De retour dans les plans de l'Olympique de Marseille après la prise de fonctions de Bruno Genesio et un prêt à l'Istanbul Ba?ak?ehir, Amine Harit s'est présenté en conférence de presse. À l'aube d'une semaine cruciale marquée par trois rencontres en huit jours, Rennes ce vendredi, un déplacement sur la pelouse de Be?ikta? en Ligue Europa puis le Classique face au PSG le 20 septembre, le milieu offensif marocain s'est livré sur l'état de forme du groupe phocéen et sur sa situation personnelle.
Polylvalence tactique et ambiance du Vélodrome
Après deux revers consécutifs en championnat contre Monaco et le Paris FC, l'international marocain affiche une grande sérénité.
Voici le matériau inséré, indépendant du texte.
//! Line-oriented operator console
//!
//! Reads commands from stdin and drives the bridge:
//!
//! ```text
//! refresh                                   market and account snapshot
//! algo [range] <on|off>                     configure the platform algo
//! limit <price> [size]                      limit order via the command pipe
//! mid <buy|sell> [size]                     mid-price order via the command pipe
//! order <symbol> <buy|sell> <price> <volume> [sl] [tp]
//!                                           tracked order via the event pipes
//! cancel <order_id>                         cancel a pending tracked order
//! orders                                    pending, active and history
//! status                                    link state and order counts
//! help | quit
//! ```

use std::io::BufRead;
use std::str::FromStr;
use std::sync::Arc;

use hermes_core::{Order, OrderId, OrderSpec, Side};
use hermes_gateway::{Response, Transport};
use log::info;
use rust_decimal::Decimal;
use tokio::sync::{mpsc, watch};

use crate::bridge::Bridge;

pub const HELP: &str = "\
Commands:
  refresh
  algo [range] <on|off>
  limit <price> [size]
  mid <buy|sell> [size]
  order <symbol> <buy|sell> <price> <volume> [stop_loss] [take_profit]
  cancel <order_id>
  orders
  status
  help
  quit";

#[derive(Debug, Clone, PartialEq)]
pub enum ConsoleCommand {
    Refresh,
    Algo { range: Option<Decimal>, active: bool },
    Limit { price: Decimal, size: Option<Decimal> },
    MidPrice { side: Side, size: Option<Decimal> },
    Order(OrderSpec),
    Cancel(OrderId),
    Orders,
    Status,
    Help,
    Quit,
}

/// Parse one input line; blank lines are `Ok(None)`
pub fn parse_line(line: &str) -> Result<Option<ConsoleCommand>, String> {
    let mut words = line.split_whitespace();
    let Some(verb) = words.next() else {
        return Ok(None);
    };
    let args: Vec<&str> = words.collect();

    let command = match (verb.to_ascii_lowercase().as_str(), args.as_slice()) {
        ("refresh", []) => ConsoleCommand::Refresh,
        ("algo", [state]) => ConsoleCommand::Algo {
            range: None,
            active: switch(state)?,
        },
        ("algo", [range, state]) => ConsoleCommand::Algo {
            range: Some(number("range", range)?),
            active: switch(state)?,
        },
        ("limit", [price]) => ConsoleCommand::Limit {
            price: number("price", price)?,
            size: None,
        },
        ("limit", [price, size]) => ConsoleCommand::Limit {
            price: number("price", price)?,
            size: Some(number("size", size)?),
        },
        ("mid", [side]) => ConsoleCommand::MidPrice {
            side: Side::from_str(side)?,
            size: None,
        },
        ("mid", [side, size]) => ConsoleCommand::MidPrice {
            side: Side::from_str(side)?,
            size: Some(number("size", size)?),
        },
        ("order", [symbol, side, price, volume, protective @ ..]) if protective.len() <= 2 => {
            let mut spec = OrderSpec::limit(
                *symbol,
                Side::from_str(side)?,
                number("price", price)?,
                number("volume", volume)?,
            );
            if let Some(stop_loss) = protective.first() {
                spec = spec.with_stop_loss(number("stop loss", stop_loss)?);
            }
            if let Some(take_profit) = protective.get(1) {
                spec = spec.with_take_profit(number("take profit", take_profit)?);
            }
            ConsoleCommand::Order(spec)
        }
        ("cancel", [id]) => ConsoleCommand::Cancel(OrderId::new(*id)),
        ("orders", []) => ConsoleCommand::Orders,
        ("status", []) => ConsoleCommand::Status,
        ("help" | "?", _) => ConsoleCommand::Help,
        ("quit" | "exit", []) => ConsoleCommand::Quit,
        (other, _) => return Err(format!("unrecognized command '{other}', try 'help'")),
    };
    Ok(Some(command))
}

fn number(field: &str, raw: &str) -> Result<Decimal, String> {
    Decimal::from_str(raw).map_err(|_| format!("invalid {field}: {raw}"))
}

fn switch(raw: &str) -> Result<bool, String> {
    match raw.to_ascii_lowercase().as_str() {
        "on" | "true" | "1" => Ok(true),
        "off" | "false" | "0" => Ok(false),
        other => Err(format!("expected on or off, got {other}")),
    }
}

/// Run a parsed command against the bridge and return the lines to show
pub async fn execute<T: Transport>(bridge: &Bridge<T>, command: ConsoleCommand) -> Vec<String> {
    let config = bridge.config();
    match command {
        ConsoleCommand::Refresh => match bridge.refresh_snapshot().await {
            Ok(snapshot) => snapshot.summary_lines(),
            Err(e) => vec![format!("Failed to refresh data: {e}")],
        },
        ConsoleCommand::Algo { range, active } => {
            let range = range.unwrap_or(config.default_algo_range);
            info!("Setting algorithm: range={}, active={}", range, active);
            let response = bridge.connection().set_algo(range, active).await;
            outcome(&response, "Algorithm config updated", "Failed to update algorithm")
        }
        ConsoleCommand::Limit { price, size } => {
            let size = size.unwrap_or(config.default_order_size);
            info!("Placing limit order: price={}, size={}", price, size);
            let response = bridge.connection().place_limit(price, size).await;
            outcome(&response, "Limit order placed", "Failed to place limit order")
        }
        ConsoleCommand::MidPrice { side, size } => {
            let size = size.unwrap_or(config.default_order_size);
            info!("Placing mid-price order: size={}, side={}", size, side);
            let response = bridge.connection().place_mid_price(size, side).await;
            outcome(&response, "Mid-price order placed", "Failed to place mid-price order")
        }
        ConsoleCommand::Order(spec) => match bridge.ledger().submit(spec).await {
            Ok(id) => vec![format!("Order {id} submitted")],
            Err(e) => vec![format!("Order not placed: {e}")],
        },
        ConsoleCommand::Cancel(id) => {
            if bridge.ledger().cancel(&id).await {
                vec![format!("Cancel requested for {id}")]
            } else {
                vec![format!("Order {id} is not pending, nothing sent")]
            }
        }
        ConsoleCommand::Orders => {
            let ledger = bridge.ledger();
            let mut lines = Vec::new();
            for (label, orders) in [
                ("pending", ledger.pending_orders()),
                ("active", ledger.active_orders()),
                ("history", ledger.order_history()),
            ] {
                lines.extend(orders.iter().map(|order| order_line(label, order)));
            }
            if lines.is_empty() {
                lines.push("No orders".to_string());
            }
            lines
        }
        ConsoleCommand::Status => {
            let (pending, active, history) = bridge.ledger().counts();
            let mut lines = vec![
                format!("Command link: {:?}", bridge.connection().state()),
                format!("Event link: {:?}", bridge.health().current()),
                format!("Orders: {pending} pending, {active} active, {history} in history"),
            ];
            match bridge.latest_snapshot() {
                Some(snapshot) => lines.extend(snapshot.summary_lines()),
                None => lines.push("No refresh yet".to_string()),
            }
            lines
        }
        ConsoleCommand::Help => HELP.lines().map(str::to_string).collect(),
        ConsoleCommand::Quit => Vec::new(),
    }
}

fn outcome(response: &Response, done: &str, failed: &str) -> Vec<String> {
    if response.is_success() {
        vec![done.to_string()]
    } else {
        vec![format!("{failed}: {}", response.error_message())]
    }
}

fn order_line(bucket: &str, order: &Order) -> String {
    format!(
        "{:<8} {} {} {} {} @ {} [{}]",
        bucket, order.id, order.symbol, order.direction, order.volume, order.price, order.status
    )
}

/// Serve stdin until `quit`, end of input, or shutdown
pub async fn run<T: Transport>(bridge: Arc<Bridge<T>>, mut shutdown: watch::Receiver<bool>) {
    let mut lines = spawn_stdin_reader();
    println!("{HELP}");

    loop {
        let line = tokio::select! {
            line = lines.recv() => line,
            _ = shutdown.changed() => break,
        };
        let Some(line) = line else {
            break;
        };

        match parse_line(&line) {
            Ok(None) => {}
            Ok(Some(ConsoleCommand::Quit)) => break,
            Ok(Some(command)) => {
                for output in execute(bridge.as_ref(), command).await {
                    println!("{output}");
                }
            }
            Err(e) => println!("{e}"),
        }
    }
}

// Plain thread: a blocked stdin read must not hold up runtime shutdown
fn spawn_stdin_reader() -> mpsc::UnboundedReceiver<String> {
    let (tx, rx) = mpsc::unbounded_channel();
    std::thread::spawn(move || {
        for line in std::io::stdin().lock().lines() {
            match line {
                Ok(line) => {
                    if tx.send(line).is_err() {
                        break;
                    }
                }
                Err(e) => {
                    eprintln!("Console input failed: {e}");
                    break;
                }
            }
        }
    });
    rx
}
Relancé sur la polyvalence que lui demande son nouvel entraîneur, il assure être disposé à évoluer partout où le collectif en aura besoin, que ce soit dans l'axe ou sur les ailes. Questionné également sur l'atmosphère bouillante qui attend l'OM en Turquie la semaine prochaine, l'ancien Nantais a tenu à souligner la ferveur marseillaise : « Les ambiances en Turquie sont folles et hostiles. On a la chance d’en avoir ici toutes les deux semaines. Nos supporters n’ont rien à envier aux supporters turcs. Marseille, c’est la meilleure ».
La question financière botte en touche
En fin de contrat à l'issue de la saison, Amine Harit a été directement interrogé sur les rumeurs évoquant une potentielle baisse de son salaire pour faciliter une prolongation. Le joueur de 29 ans est resté évasif mais pragmatique : « Je n’ai rien dit du tout. Il y a eu des discussions avec le Club et je n’ai rien à dire sur ce sujet. Il me reste un an de contrat. On verra ce qu’il se passera durant la saison. Les résultats sont plus importants que les contrats ou les salaires ».